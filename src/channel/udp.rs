//! Asynchronous UDP datagram channel.
//!
//! Receives park a pending operation and wait for readiness like stream
//! reads do. Sends are assumed not to block and complete synchronously; a
//! datagram that cannot be queued reports a count of zero.

use crate::channel::{Abortable, OpKind, PollableChannel, deliver_completed};
use crate::error::{Error, Result};
use crate::future::{Handler, IoFuture, PendingResult};
use crate::invoker;
use crate::port::EventPort;
use crate::port::poller::Interest;
use crate::sys::{self, IoOutcome};

use bytes::{Bytes, BytesMut};
use parking_lot::{Mutex, RwLock, RwLockReadGuard};
use std::net::SocketAddr;
use std::os::fd::RawFd;
use std::sync::{Arc, Weak};
use std::time::Duration;

/// Completion value of a receive: byte count, sender address, buffer.
type Received = (usize, SocketAddr, BytesMut);

struct PendingReceive {
    result: Arc<PendingResult<Received>>,
    buf: BytesMut,
}

#[derive(Default)]
struct PendingOps {
    receive: Option<PendingReceive>,
    busy: bool,
}

/// Datagram channel registered with an [`EventPort`].
pub struct UdpChannel {
    fd: RawFd,
    port: Arc<EventPort>,
    local: SocketAddr,
    open: RwLock<bool>,
    pending: Mutex<PendingOps>,
}

impl UdpChannel {
    /// Binds a datagram channel to `addr` and registers it with the port.
    pub fn bind(port: &Arc<EventPort>, addr: SocketAddr) -> Result<Arc<UdpChannel>> {
        let fd = sys::udp_socket(addr.is_ipv6())?;
        let setup = (|| -> Result<SocketAddr> {
            sys::bind_socket(fd, &addr)?;
            Ok(sys::local_addr(fd)?)
        })();
        let local = match setup {
            Ok(local) => local,
            Err(error) => {
                sys::close_fd(fd);
                return Err(error);
            }
        };

        let channel = Arc::new(UdpChannel {
            fd,
            port: port.clone(),
            local,
            open: RwLock::new(true),
            pending: Mutex::new(PendingOps::default()),
        });
        if let Err(error) = port.register(fd, channel.clone()) {
            sys::close_fd(fd);
            *channel.open.write() = false;
            return Err(error);
        }
        Ok(channel)
    }

    fn begin(&self) -> Result<RwLockReadGuard<'_, bool>> {
        let guard = self.open.read();
        if !*guard {
            return Err(Error::Closed);
        }
        Ok(guard)
    }

    // -- receive --

    /// Receives one datagram into the buffer's spare capacity, completing
    /// with the byte count, the sender's address, and the buffer.
    pub fn receive(
        self: &Arc<Self>,
        buf: BytesMut,
        timeout: Option<Duration>,
    ) -> IoFuture<Received> {
        self.receive_impl(buf, timeout, None)
    }

    /// Like [`receive`](Self::receive), delivering the outcome to `handler`.
    pub fn receive_with<A, F>(
        self: &Arc<Self>,
        buf: BytesMut,
        timeout: Option<Duration>,
        attachment: A,
        handler: F,
    ) -> IoFuture<Received>
    where
        A: Send + 'static,
        F: FnOnce(Result<Received>, A) + Send + 'static,
    {
        self.receive_impl(
            buf,
            timeout,
            Some(Box::new(move |outcome| handler(outcome, attachment))),
        )
    }

    fn receive_impl(
        self: &Arc<Self>,
        mut buf: BytesMut,
        timeout: Option<Duration>,
        handler: Option<Handler<Received>>,
    ) -> IoFuture<Received> {
        {
            let mut pending = self.pending.lock();
            if pending.busy {
                return deliver_completed(
                    &self.port,
                    handler,
                    Err(Error::AlreadyPending(OpKind::Receive)),
                );
            }
            pending.busy = true;
        }

        let guard = match self.begin() {
            Ok(guard) => guard,
            Err(error) => {
                self.enable_receiving();
                return deliver_completed(&self.port, handler, Err(error));
            }
        };
        match sys::try_recv_from(self.fd, &mut buf) {
            Ok(IoOutcome::Done((n, peer))) => {
                drop(guard);
                self.enable_receiving();
                deliver_completed(&self.port, handler, Ok((n, peer, buf)))
            }
            Ok(IoOutcome::WouldBlock) => {
                let this: Arc<dyn Abortable> = self.clone();
        let abortable: Weak<dyn Abortable> = Arc::downgrade(&this);
                let result = PendingResult::new(OpKind::Receive, abortable, &self.port, handler);
                self.install_receive(
                    PendingReceive {
                        result: result.clone(),
                        buf,
                    },
                    timeout,
                );
                drop(guard);
                IoFuture::Pending(result)
            }
            Err(error) => {
                drop(guard);
                self.enable_receiving();
                deliver_completed(&self.port, handler, Err(error.into()))
            }
        }
    }

    fn enable_receiving(&self) {
        self.pending.lock().busy = false;
    }

    fn install_receive(self: &Arc<Self>, op: PendingReceive, timeout: Option<Duration>) {
        let token = op.result.token();
        let result = op.result.clone();
        self.pending.lock().receive = Some(op);
        self.update_interest();
        if let Some(delay) = timeout {
            let channel = Arc::downgrade(self);
            let handle = self.port.schedule(
                delay,
                Box::new(move || {
                    if let Some(channel) = channel.upgrade() {
                        channel.receive_timed_out(token);
                    }
                }),
            );
            result.set_timeout_task(handle);
        }
    }

    fn receive_timed_out(&self, token: usize) {
        let op = {
            let mut pending = self.pending.lock();
            match &pending.receive {
                Some(op) if op.result.token() == token => {
                    pending.busy = false;
                    pending.receive.take()
                }
                _ => None,
            }
        };
        let Some(op) = op else { return };
        self.update_interest();
        if op.result.set_failure(Error::TimedOut) {
            invoker::invoke_indirectly(&self.port, &op.result);
        }
    }

    fn finish_receive(&self, op: PendingReceive) {
        let PendingReceive { result, mut buf } = op;
        match self.begin() {
            Ok(guard) => match sys::try_recv_from(self.fd, &mut buf) {
                Ok(IoOutcome::Done((n, peer))) => {
                    self.enable_receiving();
                    self.update_interest();
                    drop(guard);
                    if result.set_result((n, peer, buf)) {
                        invoker::invoke(&self.port, &result);
                    }
                }
                Ok(IoOutcome::WouldBlock) => {
                    // Spurious wakeup: park the operation again. The begin
                    // bracket keeps a concurrent close from missing the
                    // re-parked operation.
                    self.pending.lock().receive = Some(PendingReceive { result, buf });
                    self.update_interest();
                    drop(guard);
                }
                Err(error) => {
                    self.enable_receiving();
                    self.update_interest();
                    drop(guard);
                    if result.set_failure(error.into()) {
                        invoker::invoke(&self.port, &result);
                    }
                }
            },
            Err(error) => {
                self.enable_receiving();
                if result.set_failure(error) {
                    invoker::invoke(&self.port, &result);
                }
            }
        }
    }

    // -- send --

    /// Sends one datagram to `target`, completing synchronously with the
    /// byte count. Datagram sends are assumed not to block; one that would
    /// completes with a count of zero.
    pub fn send(self: &Arc<Self>, datagram: Bytes, target: SocketAddr) -> IoFuture<usize> {
        self.send_impl(datagram, target, None)
    }

    /// Like [`send`](Self::send), delivering the outcome to `handler`.
    pub fn send_with<A, F>(
        self: &Arc<Self>,
        datagram: Bytes,
        target: SocketAddr,
        attachment: A,
        handler: F,
    ) -> IoFuture<usize>
    where
        A: Send + 'static,
        F: FnOnce(Result<usize>, A) + Send + 'static,
    {
        self.send_impl(
            datagram,
            target,
            Some(Box::new(move |outcome| handler(outcome, attachment))),
        )
    }

    fn send_impl(
        self: &Arc<Self>,
        datagram: Bytes,
        target: SocketAddr,
        handler: Option<Handler<usize>>,
    ) -> IoFuture<usize> {
        let outcome = match self.begin() {
            Ok(_guard) => match sys::send_to(self.fd, &datagram, &target) {
                Ok(IoOutcome::Done(n)) => Ok(n),
                Ok(IoOutcome::WouldBlock) => Ok(0),
                Err(error) => Err(error.into()),
            },
            Err(error) => Err(error),
        };
        deliver_completed(&self.port, handler, outcome)
    }

    /// The address the channel is bound to.
    pub fn local_addr(&self) -> SocketAddr {
        self.local
    }

    pub fn is_open(&self) -> bool {
        *self.open.read()
    }

    fn update_interest(&self) {
        let pending = self.pending.lock();
        if pending.receive.is_some() {
            if let Err(error) = self.port.start_poll(self.fd, Interest::READABLE) {
                tracing::warn!(fd = self.fd, error = %error, "failed to arm receive interest");
            }
        }
    }

    /// Closes the channel, failing a pending receive with `Closed`.
    pub fn close(&self) {
        {
            let mut open = self.open.write();
            if !*open {
                return;
            }
            *open = false;
        }
        self.port.unregister(self.fd);
        sys::close_fd(self.fd);

        let op = {
            let mut pending = self.pending.lock();
            pending.busy = false;
            pending.receive.take()
        };
        if let Some(op) = op {
            if op.result.set_failure(Error::Closed) {
                invoker::invoke_indirectly(&self.port, &op.result);
            }
        }
    }
}

impl PollableChannel for UdpChannel {
    fn on_event(&self, readable: bool, _writable: bool) {
        if !readable {
            return;
        }
        let Some(op) = self.pending.lock().receive.take() else {
            return;
        };
        self.finish_receive(op);
    }

    fn force_close(&self) {
        self.close();
    }
}

impl Abortable for UdpChannel {
    fn abort(&self, kind: OpKind, token: usize) {
        if kind != OpKind::Receive {
            return;
        }
        let grabbed = {
            let mut pending = self.pending.lock();
            match &pending.receive {
                Some(op) if op.result.token() == token => {
                    pending.busy = false;
                    pending.receive.take()
                }
                _ => None,
            }
        };
        if grabbed.is_some() {
            self.update_interest();
        }
    }
}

___

▶ What the task asks: Copy every line in the records above that contains the word "into".

▶ Reply to the exercise:
    /// Receives one datagram into the buffer's spare capacity, completing
                deliver_completed(&self.port, handler, Err(error.into()))
                    if result.set_failure(error.into()) {
                Err(error) => Err(error.into()),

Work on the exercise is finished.